P53 MUTATIONS IN CERVICAL CARCINOGENESIS LOW-FREQUENCY AND LACK OF CORRELATION WITH HUMAN PAPILLOMAVIRUS STATUS

p53 gene aberrations are common in human malignancies, and recent studies suggest that in cervical carcinoma p53 function is inactivated either by complex formation with human papillomavirus (HPV) E6 product or by gene mutation. Using polymerase chain reaction (PCR) followed by denaturing gradient gel electrophoresis (DGGE), we examined the mutational status of the four 'hotspot' regions of the p53 gene in 47 primary cervical carcinomas. HPV status was determined, also by PCR. In 20 of these cases, we examined for loss of heterozygosity (LOH) on chromosome 17p13. In the 47 carcinomas, and in a further 68 biopsy specimens from normal, premalignant and malignant cervix, we investigated aberrant immunocytochemical expression of p53. Immunocytochemically, abnormal p53 expression was detected in 13 of 115 cases (8/57 carcinomas).
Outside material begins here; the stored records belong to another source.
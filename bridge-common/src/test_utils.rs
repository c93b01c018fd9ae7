use std::sync::Mutex;

use async_trait::async_trait;
use futures::stream;

use crate::conversation::{CreateConversationRequest, TokenRequest, TokenResponse};
use crate::salesforce::{ApiClientError, ConversationApi, PushEventStream};

/// Conversation API double that records every call and can be told to
/// reject specific credentials. Subscriptions stay open until dropped.
#[derive(Default)]
pub struct RecordingApi {
    pub reject_tokens: Vec<String>,
    pub created: Mutex<Vec<(String, CreateConversationRequest)>>,
    pub subscribed: Mutex<Vec<String>>,
}

impl RecordingApi {
    pub fn rejecting(tokens: &[&str]) -> Self {
        Self {
            reject_tokens: tokens.iter().map(|t| t.to_string()).collect(),
            ..Self::default()
        }
    }

    fn check(&self, token: &str) -> Result<(), ApiClientError> {
        if self.reject_tokens.iter().any(|t| t == token) {
            return Err(ApiClientError::Status(reqwest::StatusCode::UNAUTHORIZED));
        }
        Ok(())
    }
}

#[async_trait]
impl ConversationApi for RecordingApi {
    async fn acquire_token(&self, _request: &TokenRequest) -> Result<TokenResponse, ApiClientError> {
        Ok(TokenResponse {
            access_token: "tok-acquired".to_string(),
        })
    }

    async fn continuation_token(&self, token: &str) -> Result<TokenResponse, ApiClientError> {
        self.check(token)?;
        Ok(TokenResponse {
            access_token: format!("renewed-{token}"),
        })
    }

    async fn create_conversation(
        &self,
        token: &str,
        request: &CreateConversationRequest,
    ) -> Result<(), ApiClientError> {
        self.check(token)?;
        self.created
            .lock()
            .unwrap()
            .push((token.to_string(), request.clone()));
        Ok(())
    }

    async fn subscribe(&self, token: &str) -> Result<PushEventStream, ApiClientError> {
        self.check(token)?;
        self.subscribed.lock().unwrap().push(token.to_string());
        Ok(Box::pin(stream::pending()))
    }
}

/// A conversation-create request with every required field filled in.
pub fn sample_conversation_request(conversation_id: &str) -> CreateConversationRequest {
    CreateConversationRequest {
        conversation_id: conversation_id.to_string(),
        es_developer_name: "Bridge_Deployment".to_string(),
        language: "en".to_string(),
        routing_attributes: crate::conversation::RoutingAttributes {
            case_id: "500".to_string(),
            account_id: "001".to_string(),
            customer_name: "Ada".to_string(),
            customer_phone: "+15550100".to_string(),
            customer_email: "ada@example.com".to_string(),
            origin: "phone".to_string(),
            source_type: "ivr".to_string(),
        },
    }
}
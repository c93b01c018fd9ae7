use std::time::Instant;

use axum::{
    body::Body, extract::MatchedPath, http::Request, middleware::Next, response::IntoResponse,
    routing::get, Router,
};
use metrics_exporter_prometheus::{PrometheusBuilder, PrometheusHandle};

/// Bind the provided router on `bind` and serve it until the process exits.
pub async fn serve(router: Router, bind: &str) -> Result<(), std::io::Error> {
    let listener = tokio::net::TcpListener::bind(bind).await?;

    axum::serve(listener, router).await?;

    Ok(())
}

/// Add a Prometheus `/metrics` route and request tracking to a router.
pub fn setup_metrics_routes(router: Router) -> Router {
    let recorder_handle = setup_metrics_recorder();

    router
        .route(
            "/metrics",
            get(move || std::future::ready(recorder_handle.render())),
        )
        .layer(axum::middleware::from_fn(track_metrics))
}

pub fn setup_metrics_recorder() -> PrometheusHandle {
    const BUCKETS_SECONDS: &[f64] = &[
        0.005, 0.01, 0.025, 0.05, 0.1, 0.25, 0.5, 1.0, 2.5, 5.0, 10.0,
    ];

    PrometheusBuilder::new()
        .set_buckets(BUCKETS_SECONDS)
        .unwrap()
        .install_recorder()
        .unwrap()
}

/// Record count and latency for every HTTP request, labeled by route.
pub async fn track_metrics(req: Request<Body>, next: Next) -> impl IntoResponse {
    let start = Instant::now();

    let path = if let Some(matched_path) = req.extensions().get::<MatchedPath>() {
        matched_path.as_str().to_owned()
    } else {
        req.uri().path().to_owned()
    };

    let method = req.method().clone();

    let response = next.run(req).await;

    let latency = start.elapsed().as_secs_f64();
    let status = response.status().as_u16().to_string();

    let labels = [
        ("method", method.to_string()),
        ("path", path),
        ("status", status),
    ];

    metrics::counter!("http_requests_total", &labels).increment(1);
    metrics::histogram!("http_requests_duration_seconds", &labels).record(latency);

    response
}
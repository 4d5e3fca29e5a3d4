//! SVG case restoration.
//!
//! The tokenizer lowercases every tag and attribute name; SVG names are case
//! sensitive, so the tree constructor puts the capitals back.

use crate::tokenizer::Attribute;

/// [§ 13.2.6.5](https://html.spec.whatwg.org/multipage/parsing.html#parsing-main-inforeign)
///
/// "If the adjusted current node is an element in the SVG namespace, and the
/// token's tag name is one of the ones in the first column of the following
/// table, change the tag name to the name given in the corresponding cell in
/// the second column."
#[must_use]
pub fn adjusted_svg_tag_name(name: &str) -> Option<&'static str> {
    let adjusted = match name {
        "altglyph" => "altGlyph",
        "altglyphdef" => "altGlyphDef",
        "altglyphitem" => "altGlyphItem",
        "animatecolor" => "animateColor",
        "animatemotion" => "animateMotion",
        "animatetransform" => "animateTransform",
        "clippath" => "clipPath",
        "feblend" => "feBlend",
        "fecolormatrix" => "feColorMatrix",
        "fecomponenttransfer" => "feComponentTransfer",
        "fecomposite" => "feComposite",
        "feconvolvematrix" => "feConvolveMatrix",
        "fediffuselighting" => "feDiffuseLighting",
        "fedisplacementmap" => "feDisplacementMap",
        "fedistantlight" => "feDistantLight",
        "fedropshadow" => "feDropShadow",
        "feflood" => "feFlood",
        "fefunca" => "feFuncA",
        "fefuncb" => "feFuncB",
        "fefuncg" => "feFuncG",
        "fefuncr" => "feFuncR",
        "fegaussianblur" => "feGaussianBlur",
        "feimage" => "feImage",
        "femerge" => "feMerge",
        "femergenode" => "feMergeNode",
        "femorphology" => "feMorphology",
        "feoffset" => "feOffset",
        "fepointlight" => "fePointLight",
        "fespecularlighting" => "feSpecularLighting",
        "fespotlight" => "feSpotLight",
        "fetile" => "feTile",
        "feturbulence" => "feTurbulence",
        "foreignobject" => "foreignObject",
        "glyphref" => "glyphRef",
        "lineargradient" => "linearGradient",
        "radialgradient" => "radialGradient",
        "textpath" => "textPath",
        _ => return None,
    };
    Some(adjusted)
}

/// [§ 13.2.6.3 Adjust SVG attributes](https://html.spec.whatwg.org/multipage/parsing.html#adjust-svg-attributes)
///
/// Sorted by the lowercase name so lookups can binary search.
const SVG_ATTRIBUTES: &[(&str, &str)] = &[
    ("attributename", "attributeName"),
    ("attributetype", "attributeType"),
    ("basefrequency", "baseFrequency"),
    ("baseprofile", "baseProfile"),
    ("calcmode", "calcMode"),
    ("clippathunits", "clipPathUnits"),
    ("diffuseconstant", "diffuseConstant"),
    ("edgemode", "edgeMode"),
    ("filterunits", "filterUnits"),
    ("glyphref", "glyphRef"),
    ("gradienttransform", "gradientTransform"),
    ("gradientunits", "gradientUnits"),
    ("kernelmatrix", "kernelMatrix"),
    ("kernelunitlength", "kernelUnitLength"),
    ("keypoints", "keyPoints"),
    ("keysplines", "keySplines"),
    ("keytimes", "keyTimes"),
    ("lengthadjust", "lengthAdjust"),
    ("limitingconeangle", "limitingConeAngle"),
    ("markerheight", "markerHeight"),
    ("markerunits", "markerUnits"),
    ("markerwidth", "markerWidth"),
    ("maskcontentunits", "maskContentUnits"),
    ("maskunits", "maskUnits"),
    ("numoctaves", "numOctaves"),
    ("pathlength", "pathLength"),
    ("patterncontentunits", "patternContentUnits"),
    ("patterntransform", "patternTransform"),
    ("patternunits", "patternUnits"),
    ("pointsatx", "pointsAtX"),
    ("pointsaty", "pointsAtY"),
    ("pointsatz", "pointsAtZ"),
    ("preservealpha", "preserveAlpha"),
    ("preserveaspectratio", "preserveAspectRatio"),
    ("primitiveunits", "primitiveUnits"),
    ("refx", "refX"),
    ("refy", "refY"),
    ("repeatcount", "repeatCount"),
    ("repeatdur", "repeatDur"),
    ("requiredextensions", "requiredExtensions"),
    ("requiredfeatures", "requiredFeatures"),
    ("specularconstant", "specularConstant"),
    ("specularexponent", "specularExponent"),
    ("spreadmethod", "spreadMethod"),
    ("startoffset", "startOffset"),
    ("stddeviation", "stdDeviation"),
    ("stitchtiles", "stitchTiles"),
    ("surfacescale", "surfaceScale"),
    ("systemlanguage", "systemLanguage"),
    ("tablevalues", "tableValues"),
    ("targetx", "targetX"),
    ("targety", "targetY"),
    ("textlength", "textLength"),
    ("viewbox", "viewBox"),
    ("viewtarget", "viewTarget"),
    ("xchannelselector", "xChannelSelector"),
    ("ychannelselector", "yChannelSelector"),
    ("zoomandpan", "zoomAndPan"),
];

/// "When the steps below require the user agent to adjust SVG attributes for
/// a token, then, for each attribute on the token whose attribute name is one
/// of the ones in the first column of the following table, change the
/// attribute's name to the name given in the corresponding cell in the second
/// column."
pub fn adjust_svg_attributes(attributes: &mut [Attribute]) {
    for attr in attributes.iter_mut() {
        if let Ok(index) = SVG_ATTRIBUTES.binary_search_by(|(from, _)| (*from).cmp(&attr.name)) {
            SVG_ATTRIBUTES[index].1.clone_into(&mut attr.name);
        }
    }
}

#[cfg(test)]
mod tests {
    use super::*;

    #[test]
    fn attribute_table_is_sorted() {
        assert!(SVG_ATTRIBUTES.windows(2).all(|pair| pair[0].0 < pair[1].0));
    }

    #[test]
    fn restores_case() {
        let mut attrs = vec![
            Attribute::new("viewbox".into(), "0 0 1 1".into()),
            Attribute::new("fill".into(), "red".into()),
        ];
        adjust_svg_attributes(&mut attrs);
        assert_eq!(attrs[0].name, "viewBox");
        assert_eq!(attrs[1].name, "fill");
        assert_eq!(adjusted_svg_tag_name("foreignobject"), Some("foreignObject"));
        assert_eq!(adjusted_svg_tag_name("rect"), None);
    }
}
use serde::{Deserialize, Serialize};
use strum_macros::Display;

use weft_common::warning::log_once;
use weft_dom::{Location, Namespace, NodeLocation, QuirksMode, TreeAdapter};

use super::formatting_elements::FormattingElementList;
use super::open_elements::{OpenElementStack, StackEntry};
use crate::error::{ErrorCode, ParseError, ParserError};
use crate::tokenizer::{Token, Tokenizer, TokenizerOptions, TokenizerState};

/// [§ 13.2.4.1 The insertion mode](https://html.spec.whatwg.org/multipage/parsing.html#the-insertion-mode)
///
/// "The insertion mode is a state variable that controls the primary operation
/// of the tree construction stage."
#[derive(Debug, Clone, Copy, PartialEq, Eq, Display)]
pub enum InsertionMode {
    /// [§ 13.2.6.4.1 The "initial" insertion mode](https://html.spec.whatwg.org/multipage/parsing.html#the-initial-insertion-mode)
    Initial,
    /// [§ 13.2.6.4.2 The "before html" insertion mode](https://html.spec.whatwg.org/multipage/parsing.html#the-before-html-insertion-mode)
    BeforeHtml,
    /// [§ 13.2.6.4.3 The "before head" insertion mode](https://html.spec.whatwg.org/multipage/parsing.html#the-before-head-insertion-mode)
    BeforeHead,
    /// [§ 13.2.6.4.4 The "in head" insertion mode](https://html.spec.whatwg.org/multipage/parsing.html#parsing-main-inhead)
    InHead,
    /// [§ 13.2.6.4.5 The "in head noscript" insertion mode](https://html.spec.whatwg.org/multipage/parsing.html#parsing-main-inheadnoscript)
    InHeadNoscript,
    /// [§ 13.2.6.4.6 The "after head" insertion mode](https://html.spec.whatwg.org/multipage/parsing.html#the-after-head-insertion-mode)
    AfterHead,
    /// [§ 13.2.6.4.7 The "in body" insertion mode](https://html.spec.whatwg.org/multipage/parsing.html#parsing-main-inbody)
    InBody,
    /// [§ 13.2.6.4.8 The "text" insertion mode](https://html.spec.whatwg.org/multipage/parsing.html#parsing-main-incdata)
    Text,
    /// [§ 13.2.6.4.9 The "in table" insertion mode](https://html.spec.whatwg.org/multipage/parsing.html#parsing-main-intable)
    InTable,
    /// [§ 13.2.6.4.10 The "in table text" insertion mode](https://html.spec.whatwg.org/multipage/parsing.html#parsing-main-intabletext)
    InTableText,
    /// [§ 13.2.6.4.11 The "in caption" insertion mode](https://html.spec.whatwg.org/multipage/parsing.html#parsing-main-incaption)
    InCaption,
    /// [§ 13.2.6.4.12 The "in column group" insertion mode](https://html.spec.whatwg.org/multipage/parsing.html#parsing-main-incolumngroup)
    InColumnGroup,
    /// [§ 13.2.6.4.13 The "in table body" insertion mode](https://html.spec.whatwg.org/multipage/parsing.html#parsing-main-intablebody)
    InTableBody,
    /// [§ 13.2.6.4.14 The "in row" insertion mode](https://html.spec.whatwg.org/multipage/parsing.html#parsing-main-inrow)
    InRow,
    /// [§ 13.2.6.4.15 The "in cell" insertion mode](https://html.spec.whatwg.org/multipage/parsing.html#parsing-main-incell)
    InCell,
    /// [§ 13.2.6.4.16 The "in select" insertion mode](https://html.spec.whatwg.org/multipage/parsing.html#parsing-main-inselect)
    InSelect,
    /// [§ 13.2.6.4.17 The "in select in table" insertion mode](https://html.spec.whatwg.org/multipage/parsing.html#parsing-main-inselectintable)
    InSelectInTable,
    /// [§ 13.2.6.4.18 The "in template" insertion mode](https://html.spec.whatwg.org/multipage/parsing.html#parsing-main-intemplate)
    InTemplate,
    /// [§ 13.2.6.4.19 The "after body" insertion mode](https://html.spec.whatwg.org/multipage/parsing.html#parsing-main-afterbody)
    AfterBody,
    /// [§ 13.2.6.4.20 The "in frameset" insertion mode](https://html.spec.whatwg.org/multipage/parsing.html#parsing-main-inframeset)
    InFrameset,
    /// [§ 13.2.6.4.21 The "after frameset" insertion mode](https://html.spec.whatwg.org/multipage/parsing.html#parsing-main-afterframeset)
    AfterFrameset,
    /// [§ 13.2.6.4.22 The "after after body" insertion mode](https://html.spec.whatwg.org/multipage/parsing.html#the-after-after-body-insertion-mode)
    AfterAfterBody,
    /// [§ 13.2.6.4.23 The "after after frameset" insertion mode](https://html.spec.whatwg.org/multipage/parsing.html#the-after-after-frameset-insertion-mode)
    AfterAfterFrameset,
}

/// Tree construction options.
///
/// ```
/// use weft_html::ParserOptions;
///
/// let options = ParserOptions::default().with_location_info(true);
/// assert!(options.scripting_enabled);
/// assert!(!options.suspend_on_script);
/// ```
#[derive(Debug, Clone, Copy, PartialEq, Eq, Serialize, Deserialize)]
#[serde(default)]
pub struct ParserOptions {
    /// [§ 13.2.6.4.4](https://html.spec.whatwg.org/multipage/parsing.html#scripting-flag)
    /// "The scripting flag is set to "enabled" if scripting was enabled for the
    /// Document with which the parser is associated when the parser was created."
    ///
    /// Decides whether `<noscript>` is raw text.
    pub scripting_enabled: bool,
    /// Record a [`NodeLocation`] on every node.
    pub location_info: bool,
    /// Decode character references.
    pub decode_html_entities: bool,
    /// Pause after each `</script>` so the caller can run it and
    /// `document_write()` into the input.
    pub suspend_on_script: bool,
}

impl Default for ParserOptions {
    fn default() -> Self {
        Self {
            scripting_enabled: true,
            location_info: false,
            decode_html_entities: true,
            suspend_on_script: false,
        }
    }
}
Somatic mutation in p53 was detected in 1 of 47 cervical carcinomas; 36 were positive for HPV 16, 18 or 33. A low level of allele loss (3 out of 20 cases) was detected on chromosome 17p, occurring in both HPV-positive and HPV-negative cases, and in cases with and without p53 mutations. We conclude that somatic mutation in the hotspot regions of the p53 gene occurs infrequently in cervical carcinomas; that immunocytochemically detectable levels of p53 are also infrequent; and that there is no consistent correlation between p53 mutational status, LOH on chromosome 17p or HPV status in these cancers.